There is a loooooong pause as I call myself a pusssy for being scared of a dark "shadow" that I am now sure is some bushes I did not notice before.
Then it charges.
Let me be crystal clear here. The large black object I saw above me at 15-20 feet charges ME. Nor runs towards me, not scampers a few feet. IT FREAKIN barrels downhill right at me. After repeating to myself about 100 times "this does not happen" I am still trying to access the situation. I am quickly being forced to shoot. I do not like this.
Forget self protection, fear etc.
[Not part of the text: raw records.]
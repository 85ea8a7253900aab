pub mod audit;
pub mod leaderboard_service;
pub mod oracle_service;
pub mod reward_service;
pub mod round_service;
pub mod scoring_service;
pub mod treasury;

pub use audit::AuditTrailService;
pub use leaderboard_service::{FinalizeOutcome, LeaderboardService};
pub use oracle_service::OracleService;
pub use reward_service::RewardService;
pub use round_service::RoundService;
pub use scoring_service::{ScoreOutcome, ScoringService};
pub use treasury::{InMemoryTreasury, Payout, Treasury};
use super::DistributionId;
use crate::bracket::payout::BPS_DENOMINATOR;
use crate::error::{AppError, AppResult};
use serde::{Deserialize, Serialize};

/// Tiered payout table: rank range bounds and the basis points paid to each tier
#[derive(Debug, Clone, PartialEq, Eq, Serialize, Deserialize)]
pub struct RewardDistribution {
    pub id: DistributionId,
    pub name: String,
    /// Tier `t` covers ranks `ranges[t]..ranges[t + 1]`
    pub ranges: Vec<u32>,
    /// Share of the distributable funds for each tier, one entry per tier
    pub percentages_bps: Vec<u16>,
    /// Winner takes all, overrides the table
    pub is_all_or_nothing: bool,
}

impl RewardDistribution {
    /// Create a new RewardDistribution, validating the table
    ///
    /// A trailing `0` percentage for the open-ended last bound is accepted and dropped.
    pub fn new(
        id: DistributionId,
        name: impl Into<String>,
        ranges: Vec<u32>,
        mut percentages_bps: Vec<u16>,
        is_all_or_nothing: bool,
    ) -> AppResult<Self> {
        if ranges.len() < 2 {
            return Err(AppError::InvariantViolation(
                "Reward ranges need at least two bounds".to_string(),
            ));
        }
        if ranges[0] != 1 {
            return Err(AppError::InvariantViolation(
                "Reward ranges must start at rank 1".to_string(),
            ));
        }
        if ranges.windows(2).any(|pair| pair[0] >= pair[1]) {
            return Err(AppError::InvariantViolation(
                "Reward ranges must be strictly increasing".to_string(),
            ));
        }
        if percentages_bps.len() == ranges.len() && percentages_bps.last() == Some(&0) {
            percentages_bps.pop();
        }
        if percentages_bps.len() != ranges.len() - 1 {
            return Err(AppError::InvariantViolation(format!(
                "Expected {} tier percentages, got {}",
                ranges.len() - 1,
                percentages_bps.len()
            )));
        }
        let total: u128 = percentages_bps.iter().map(|&bps| u128::from(bps)).sum();
        if total != BPS_DENOMINATOR {
            return Err(AppError::InvariantViolation(format!(
                "Tier percentages sum to {} bps, expected {}",
                total, BPS_DENOMINATOR
            )));
        }

        Ok(Self {
            id,
            name: name.into(),
            ranges,
            percentages_bps,
            is_all_or_nothing,
        })
    }

    /// Winner takes all
    pub fn top1(id: DistributionId) -> Self {
        Self {
            id,
            name: "Top 1".to_string(),
            ranges: vec![1, 2],
            percentages_bps: vec![10_000],
            is_all_or_nothing: false,
        }
    }

    pub fn top5(id: DistributionId) -> Self {
        Self {
            id,
            name: "Top 5".to_string(),
            ranges: vec![1, 2, 3, 4, 5, 6],
            percentages_bps: vec![3700, 2500, 1500, 1200, 1100],
            is_all_or_nothing: false,
        }
    }

    pub fn top10(id: DistributionId) -> Self {
        Self {
            id,
            name: "Top 10".to_string(),
            ranges: (1..=11).collect(),
            percentages_bps: vec![2900, 1700, 1200, 1000, 800, 690, 590, 490, 350, 280],
            is_all_or_nothing: false,
        }
    }

    pub fn top100(id: DistributionId) -> Self {
        Self {
            id,
            name: "Top 100".to_string(),
            ranges: vec![
                1, 2, 3, 4, 5, 6, 7, 8, 9, 10, 11, 16, 21, 26, 31, 36, 41, 51, 61, 76, 101,
            ],
            percentages_bps: vec![
                2150, 1300, 740, 640, 540, 440, 320, 190, 160, 130, 600, 450, 275, 225, 190, 170,
                300, 270, 360, 550,
            ],
            is_all_or_nothing: false,
        }
    }

    /// Ranges and percentages actually used for payouts
    pub fn effective_tiers(&self) -> (&[u32], &[u16]) {
        const ALL_OR_NOTHING_RANGES: [u32; 2] = [1, 2];
        const ALL_OR_NOTHING_BPS: [u16; 1] = [10_000];

        if self.is_all_or_nothing {
            (&ALL_OR_NOTHING_RANGES, &ALL_OR_NOTHING_BPS)
        } else {
            (&self.ranges, &self.percentages_bps)
        }
    }

    /// Number of paid positions
    pub fn max_winners(&self) -> usize {
        let (ranges, _) = self.effective_tiers();
        ranges.last().map(|&last| (last - 1) as usize).unwrap_or(0)
    }
}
I DO NOT want to fire a high powered rifle at a dark figured bearing down on me.
Even as I type this I lean over the key board and get emotional. This is tough.
This 1 second is burned into my brain like seeing my wife for the first time and watching my kids be born.
I am VERY unhappy that I am being forced into a situation where I am going to possibly have to shoot my rifle into the night at "something".
As it bears down on me I desperately search for answers. Answers that never come. What is it? Should I shoot? I have only 1 bullet, when? Why? What the FUYFHUFBUIUSANOAIHFIUAHIGIG is going on?
Above all I do NOT want to shoot. I do not have enough information to shoot my rifle in the dark. My brain is desperately trying to sort out this situation. There is no way I am going to have to shoot, at this black thing, in the dark? Or am I?
As it closes to 5 feet I get a weird flash, literally I think "What if this is some local joker trying to "scare me" and I am about to kill him???? In my mind I see my gun going off and a guy with his arms outstretched saying booo.
When it reaches what I think is 5 feet I squeeze (ok YANK) the trigger.
Believe it or not but I have had to pause, a lot, just to type this. In my mind it is crystal clear what happened.
As my gun goes off there is a very very fast flash, like a camera but not as bright and much faster. I remember thinking back that I never though a gunshot could produce enough light too see ANYTHING.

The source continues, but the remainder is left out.